You will need:
1 batch gluten free, sugar free waffles
1 batch banana rum filling
1 can full fat coconut milk, refrigerated
1/4 C toasted pecans or walnuts
Gluten Free, Sugar Free Waffles
1 1/2 C almond flour
3 large eggs or 4 small eggs
4 Tbsp 100% pure maple syrup or raw agave
2 Tbsp liquid coconut oil (if your oil is solid, pop it in the microwave for 15 seconds to soften)
1/4 C coconut milk or non-dairy milk of choice (soy, almond, etc.)

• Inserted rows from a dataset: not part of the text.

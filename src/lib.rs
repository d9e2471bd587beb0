//! Tracker Validation measures how accurate a gaze tracker is. It shows
//! fixation targets one at a time on a grid of screen cells, in random
//! order, and the user looks at each target and clicks it. At every click
//! the target position, the cursor position and the tracker's gaze estimate
//! are recorded together, so the offsets can be analysed afterwards.
//!
//! The pieces:
//!
//! - a [`Collector`](collector::Collector) samples the tracker on a
//!   background thread into a [`PositionStore`](position_store::PositionStore);
//! - the [`Validator`](validator::Validator) state machine picks targets,
//!   hit-tests clicks and commits measurements to a
//!   [`Recorder`](recorder::Recorder);
//! - [`session`] drives the validator from a [`ValidatorUi`](ui::ValidatorUi),
//!   of which [`gui::TerminalUi`] is the one we ship.

pub mod args;
pub mod collector;
pub mod config;
pub mod cursor_source;
pub mod gazepoint;
pub mod grid;
pub mod gui;
pub mod position;
pub mod position_store;
pub mod recorder;
pub mod session;
pub mod simulated_source;
pub mod ui;
pub mod validator;
//! Multi-index bookkeeping for row-major tensors over 3D space.
//!
//! A rank-r tensor is stored as 3^r values; the last axis varies fastest.

use itertools::Itertools;
use nalgebra::Matrix3;

/// Length of every tensor axis.
pub const DIM: usize = 3;

/// Number of stored values of a rank-`rank` tensor, saturating at
/// `usize::MAX` for ranks whose 3^rank does not fit.
pub fn num_elements(rank: usize) -> usize {
    u32::try_from(rank).map_or(usize::MAX, |rank| DIM.saturating_pow(rank))
}

/// Distance in the flat buffer between consecutive values of `axis`.
pub fn stride(rank: usize, axis: usize) -> usize {
    DIM.pow((rank - axis - 1) as u32)
}

/// Row-major flat offset of a multi-index.
pub fn flat_index(index: &[usize]) -> usize {
    index.iter().fold(0, |acc, &i| acc * DIM + i)
}

/// Inverse of [`flat_index`].
pub fn multi_index(mut flat: usize, rank: usize) -> Vec<usize> {
    let mut index = vec![0; rank];
    for axis in (0..rank).rev() {
        index[axis] = flat % DIM;
        flat /= DIM;
    }
    index
}

/// All multi-indices of a rank-`rank` tensor in storage order.
pub fn indices(rank: usize) -> impl Iterator<Item = Vec<usize>> {
    (0..num_elements(rank)).map(move |flat| multi_index(flat, rank))
}

/// Every ordering of `0..rank`, identity first.
pub fn axis_permutations(rank: usize) -> Vec<Vec<usize>> {
    (0..rank).permutations(rank).collect()
}

/// Reorder axes: output axis `k` is input axis `perm[k]`.
pub fn permute_axes(data: &[f64], rank: usize, perm: &[usize]) -> Vec<f64> {
    debug_assert_eq!(perm.len(), rank);
    let mut out = vec![0.0; data.len()];
    let mut source = vec![0; rank];
    for (flat, value) in out.iter_mut().enumerate() {
        let index = multi_index(flat, rank);
        for (k, &axis) in perm.iter().enumerate() {
            source[axis] = index[k];
        }
        *value = data[flat_index(&source)];
    }
    out
}

/// Multilinear transform with the same matrix on every axis:
/// out[i₁..i_r] = Σ_j m[i₁,j₁]···m[i_r,j_r] · t[j₁..j_r].
///
/// Done as r successive single-axis products, which costs r·3^(r+1)
/// multiplications instead of 3^(2r).
pub fn transform_axes(data: &[f64], rank: usize, matrix: &Matrix3<f64>) -> Vec<f64> {
    let mut current = data.to_vec();
    let mut next = vec![0.0; data.len()];
    for axis in 0..rank {
        let step = stride(rank, axis);
        for (flat, out) in next.iter_mut().enumerate() {
            let i = (flat / step) % DIM;
            let base = flat - i * step;
            *out = (0..DIM)
                .map(|j| matrix[(i, j)] * current[base + j * step])
                .sum();
        }
        std::mem::swap(&mut current, &mut next);
    }
    current
}

/// Contract every axis with the same vector: Σ_j n[j₁]···n[j_r] · t[j₁..j_r].
pub fn contract_all_axes(data: &[f64], rank: usize, vector: &[f64; DIM]) -> f64 {
    data.iter()
        .enumerate()
        .map(|(flat, value)| {
            multi_index(flat, rank)
                .iter()
                .fold(*value, |acc, &i| acc * vector[i])
        })
        .sum()
}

Combine all ingredients and add to a preheated greased or non-stick waffle iron. Cook waffles until golden brown and set aside. This batch will make two large waffles.
Banana Rum Waffle Filling
2 Tbsp liquid coconut oil
2 Tbsp agave
1 Tbsp rum (to make completely sugar free, omit rum)
pinch of cinnamon
1/4 C pecans
Slice two bananas. Warm coconut oil in a small saute pan and add sliced bananas. Allow bananas to cook for 5 minutes. Stir frequently. Add agave, rum, and cinnamon. Cook on medium heat until bananas are browned and slightly caramelized. This filling will generously stuff one full waffle or four quarter waffle triangles (4 servings). While assembling your filling, roast pecans on 350 F until browned and fragrant.

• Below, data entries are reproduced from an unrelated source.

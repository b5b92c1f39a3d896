// Symmetries module: Contains symmetry operations and point-group generation
// This module provides the Cartesian operations that tensors are averaged and compared over

// ======================== MODULE DECLARATIONS ========================
pub mod symmetry_operations;
pub mod symmetry_point_groups;


// ======================== SYMMETRY OPERATIONS ========================
pub use symmetry_operations::SymmetryOperation; // struct - Cartesian symmetry operation (rotation + translation)
// SymmetryOperation impl methods:
//   new(rotation, translation) -> Self                             - creates operation
//   identity() / inversion() -> Self                               - special operations
//   from_rotation(rotation) -> Self                                - point operation without translation
//   from_axis_angle_and_translation(axis, angle, in_radians, t)    - rotation about an axis plus translation
//   apply(&self, point: Vector3<f64>) -> Vector3<f64>              - applies symmetry operation to point
//   inverse(&self) -> Self                                         - returns inverse operation
//   compose(&self, other: &Self) -> Self                           - self ∘ other
//   order(&self, tol: f64) -> Option<usize>                        - smallest n with Rⁿ = I
//   is_identity(&self, tol: f64) -> bool                           - identity check

// ======================== POINT GROUP GENERATORS ========================
pub use symmetry_point_groups::{
    generate_point_group,            // fn(generators: &[Matrix3<f64>], tol: f64) -> Vec<SymmetryOperation> - group closure
    generate_holohedry,              // fn(system: CrystalSystem) -> Vec<SymmetryOperation> - lattice point group of a crystal system

    // === SPECIFIC CRYSTAL SYSTEM GENERATORS ===
    generate_cubic_operations,       // fn() -> Vec<SymmetryOperation> - m-3m (48)
    generate_hexagonal_operations,   // fn() -> Vec<SymmetryOperation> - 6/mmm (24)
    generate_tetragonal_operations,  // fn() -> Vec<SymmetryOperation> - 4/mmm (16)
    generate_orthorhombic_operations, // fn() -> Vec<SymmetryOperation> - mmm (8)
    generate_trigonal_operations,    // fn() -> Vec<SymmetryOperation> - -3m (12)
    generate_monoclinic_operations,  // fn() -> Vec<SymmetryOperation> - 2/m (4)
    generate_triclinic_operations,   // fn() -> Vec<SymmetryOperation> - -1 (2)

    // === GENERATOR MATRICES (standard setting) ===
    four_fold_z,                     // fn() -> Matrix3<f64> - 90° about z
    mirror_x,                        // fn() -> Matrix3<f64> - reflection x → -x
    six_fold_z,                      // fn() -> Matrix3<f64> - 60° about z
    three_fold_body_diagonal,        // fn() -> Matrix3<f64> - 120° about [111]
    three_fold_z,                    // fn() -> Matrix3<f64> - 120° about z
    two_fold_x,                      // fn() -> Matrix3<f64> - 180° about x
    two_fold_y,                      // fn() -> Matrix3<f64> - 180° about y
};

Assembling your stuffed waffles:
Open one can of full fat coconut milk that has been refrigerated. When coconut milk is cold the fat rises to the top and makes a creamy solid. This will be used for your coconut cream. You can mix maple syrup or agave into your coconut cream if you desire a sweeter cream. I enjoy it just by itself.
Break waffles into four triangles. Carefully cut each triangle in half and open onto a small plate. Spread coconut cream onto one side of each open-faced waffle. Place a fair amount of banana filling onto each piece of waffle coated in coconut cream, dividing the bananas equally between waffles. Place the other half of waffle on top of the bananas, add another dollop of coconut cream to each stuffed waffle and sprinkle with chopped, toasted pecans. Drizzle with maple syrup and serve.